IMF chief backs crisis alert calls
By David Pilling in Tokyo
Published: February 10 2008 19:26 | Last updated: February 10 2008 19:26
The International Monetary Fund can play only a limited – largely analytical – role in spotting brewing financial crises, according to Dominique Strauss-Kahn, the fund’s managing director.
His remarks came as G7 finance ministers, meeting in Tokyo, instructed the IMF to work more closely with the Financial Stability Forum and jointly report on “identifying potential vulnerabilities and enhancing early warning systems”.
The IMF was in a much better position than the thinly resourced FSF to monitor, and possibly prevent, emerging crises in global finance, officials said.
But Mr Strauss-Kahn, speaking to journalists, said: “My opinion is that the specific work to be done by the IMF is mainly in the analysis of linkages between the financial sector and the real sector . . . but obviously the G7 ministers want the IMF to do more than that.”
Defending the IMF’s record, he said a year ago it had identified US subprime lending as a potential flashpoint. But it was “probably correct to say that the IMF was not vocal enough”.

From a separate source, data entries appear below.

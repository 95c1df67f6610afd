//! pvc compiler CLI entry point

fn main() {
    // Initialize structured logging with env-based filter, defaulting to info
    let _ = tracing_subscriber::fmt()
        .with_env_filter(
            tracing_subscriber::EnvFilter::try_from_default_env()
                .unwrap_or_else(|_| tracing_subscriber::EnvFilter::new("info")),
        )
        .with_writer(std::io::stderr)
        .try_init();

    pvc::cli::run();
}
//! Number scanning for the tokenizer
//!
//! A numeric literal is the maximal run of digits containing at most one `.`; a second `.` starts a new literal.

use super::Lexer;
use super::tokens::TokenKind;

impl<'a> Lexer<'a> {
    pub(super) fn scan_number(&mut self, start: usize, first: char) {
        let mut is_float = first == '.';

        while let Some(c) = self.peek() {
            if c.is_ascii_digit() {
                self.advance();
            } else if c == '.' && !is_float {
                is_float = true;
                self.advance();
            } else {
                break;
            }
        }

        let text = &self.source[start..self.current_pos];
        if is_float {
            // A lone `.` has no digits to parse; it reads as zero.
            let value = text.parse::<f32>().unwrap_or(0.0);
            self.add_token(TokenKind::Float(value), start);
        } else {
            self.add_token(TokenKind::Int(parse_int_wrapping(text)), start);
        }
    }
}

/// Decimal parse with two's-complement wraparound on overflow.
fn parse_int_wrapping(digits: &str) -> i32 {
    digits.bytes().fold(0i32, |acc, b| {
        acc.wrapping_mul(10).wrapping_add(i32::from(b - b'0'))
    })
}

He was trying to refocus the fund on its “core business of surveillance”. But today’s financial crises were much harder to read than when trade was the main linkage between countries, and economic vulnerabilities quickly showed up in current-account deficits.
Now imbalances could spread through diverse channels, he said, pointing to worldwide falls in asset prices. “Today the linkages are much more complicated. This has to be clearly identified and early warning is absolutely necessary.” On fiscal stimulus, he defended his call for more co-ordinated action despite the cool response at the G7, where ministers stressed their different economic positions. While it was right that countries “were masters of their own policy”, he felt economies representing 20-25 per cent of global GDP – on top of the US’s 22 per cent – “had some room to do something” on the fiscal side.
“It will need some co-ordinated action,” he said, adding that the process was just beginning. “It will be a long way before we have this idea accepted by everybody: that what is good for one country can be good for the world economy.” He was seeking a “correct policy mix . . . a targeted, timely and temporary fiscal response”.
Mr Strauss-Kahn pointed to China, as well as oil and commodity exporters, as economies that could afford to encourage more domestic demand.